From the small intestines, the substances move to the large intestines. After that, large intestines reabsorb minerals and water from the products. It also stores fecal matter and ferments hard-to-digest materials.
Then, from the large intestines, the food substances move to the rectum. Rectum connects to the brain by sensory nerves to relay signals to release the fecal matter.
The last part is the anus. Its core function is to control the stool. The sphincter muscles that contract and expand accordingly help release the matter when ready.
Additionally, there’re cases of lack of enough sugar in the body. In such cases, patients get weak and emaciated. Under a doctor’s prescription, sugar enters the blood through injections or drugs.

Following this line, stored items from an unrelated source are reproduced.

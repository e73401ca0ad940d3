//! Renders a small scene for a few frames and prints the frame stats.
//!
//! Runs on the headless backend by default; pass `--gpu` to render through
//! wgpu on the first available adapter.

use glam::{Vec3, Vec4};

use one_render::backend::{GpuBackend, HeadlessBackend, WgpuBackend};
use one_render::renderer::{RenderSettings, Renderer, RendererSettings};
use one_render::resources::{Mesh, StandardMaterial};
use one_render::scene::{Camera, Light, MeshRenderer, Node, ReflectionProbe, Scene, Transform};

const WIDTH: u32 = 1280;
const HEIGHT: u32 = 720;

fn gpu_backend() -> anyhow::Result<Box<dyn GpuBackend>> {
    let instance = wgpu::Instance::default();
    let adapter = pollster::block_on(instance.request_adapter(&wgpu::RequestAdapterOptions {
        power_preference: wgpu::PowerPreference::HighPerformance,
        compatible_surface: None,
        force_fallback_adapter: false,
    }))?;
    let (device, queue) = pollster::block_on(adapter.request_device(&wgpu::DeviceDescriptor {
        label: Some("one-render demo"),
        required_features: adapter.features() & wgpu::Features::TIMESTAMP_QUERY,
        ..Default::default()
    }))?;
    Ok(Box::new(WgpuBackend::new(device, queue, WIDTH, HEIGHT)))
}

fn build_scene() -> Scene {
    let mut scene = Scene::new();

    let mut camera = Camera::new_perspective(45.0, 1.0, 0.1, 100.0);
    camera.look_at(Vec3::new(0.0, 3.0, 10.0), Vec3::ZERO, Vec3::Y);
    scene.add_camera(camera);

    let cube = scene.add_mesh(Mesh::cube(2.0));
    let red = scene.add_material(StandardMaterial::new(Vec4::new(0.8, 0.3, 0.3, 1.0)));
    let glass = scene.add_material(StandardMaterial::transparent(Vec4::new(0.3, 0.5, 0.9, 1.0), 0.4));

    for (i, material) in [red, glass, red].into_iter().enumerate() {
        let x = (i as f32 - 1.0) * 3.0;
        scene.add_node(
            Node::new("cube")
                .with_transform(Transform::from_position(Vec3::new(x, 0.0, 0.0)))
                .with_mesh(MeshRenderer::new(cube, Some(material))),
        );
    }

    let mut sun = Light::new_directional(Vec3::new(0.0, -1.0, -1.0).normalize());
    sun.cast_shadows = true;
    scene.add_light(sun);
    scene.add_reflection_probe(ReflectionProbe::new(Vec3::new(0.0, 1.0, 0.0)));
    scene
}

fn main() -> anyhow::Result<()> {
    env_logger::init();

    let backend = if std::env::args().any(|a| a == "--gpu") {
        gpu_backend()?
    } else {
        Box::new(HeadlessBackend::new(WIDTH, HEIGHT).with_timer_queries(0.5))
    };

    let mut renderer = Renderer::new(
        backend,
        RendererSettings {
            log_frame_stats: true,
            ..RendererSettings::default()
        },
    );
    let mut scene = build_scene();
    let settings = RenderSettings::default();

    for _ in 0..3 {
        let next = renderer.next_frame();
        renderer.render(&mut scene, &settings, None)?;
        pollster::block_on(next)?;
    }

    for line in renderer.profiler_lines() {
        println!("{line}");
    }
    Ok(())
}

The injections or drugs should contain sugar supplements that enter the bloodstream directly. It must be under a doctor’s direction since excessive use could cause other health complications.
Also, note that eating lots of meals accumulated with sugars causes sugar-related problems such as diabetes. Eventually, World Health Organization (W.H.O) ranked diabetes the ninth leading killer disease in 2019.
Conclusively, as described in the whole digestion process, it’s clear that our bodies need enough sugars. In summary, this is where sugar enters the blood;
As discussed, little nutrients enter the bloodstream. It’s because of the reduced breakdown of nutrients that takes place here.
More sugar enters the blood because of many activities that break down the food particles.
More sugar enters the blood than in the jejunum. More activities of the breakdown of food substances take place. All nutrients that pass through the jejunum enter the blood.
Stored glucose as glycogen in the liver breaks down to glucose when the body exhausts sugar in the bloodstream.
During starvation, the body releases the energy stored in the muscles.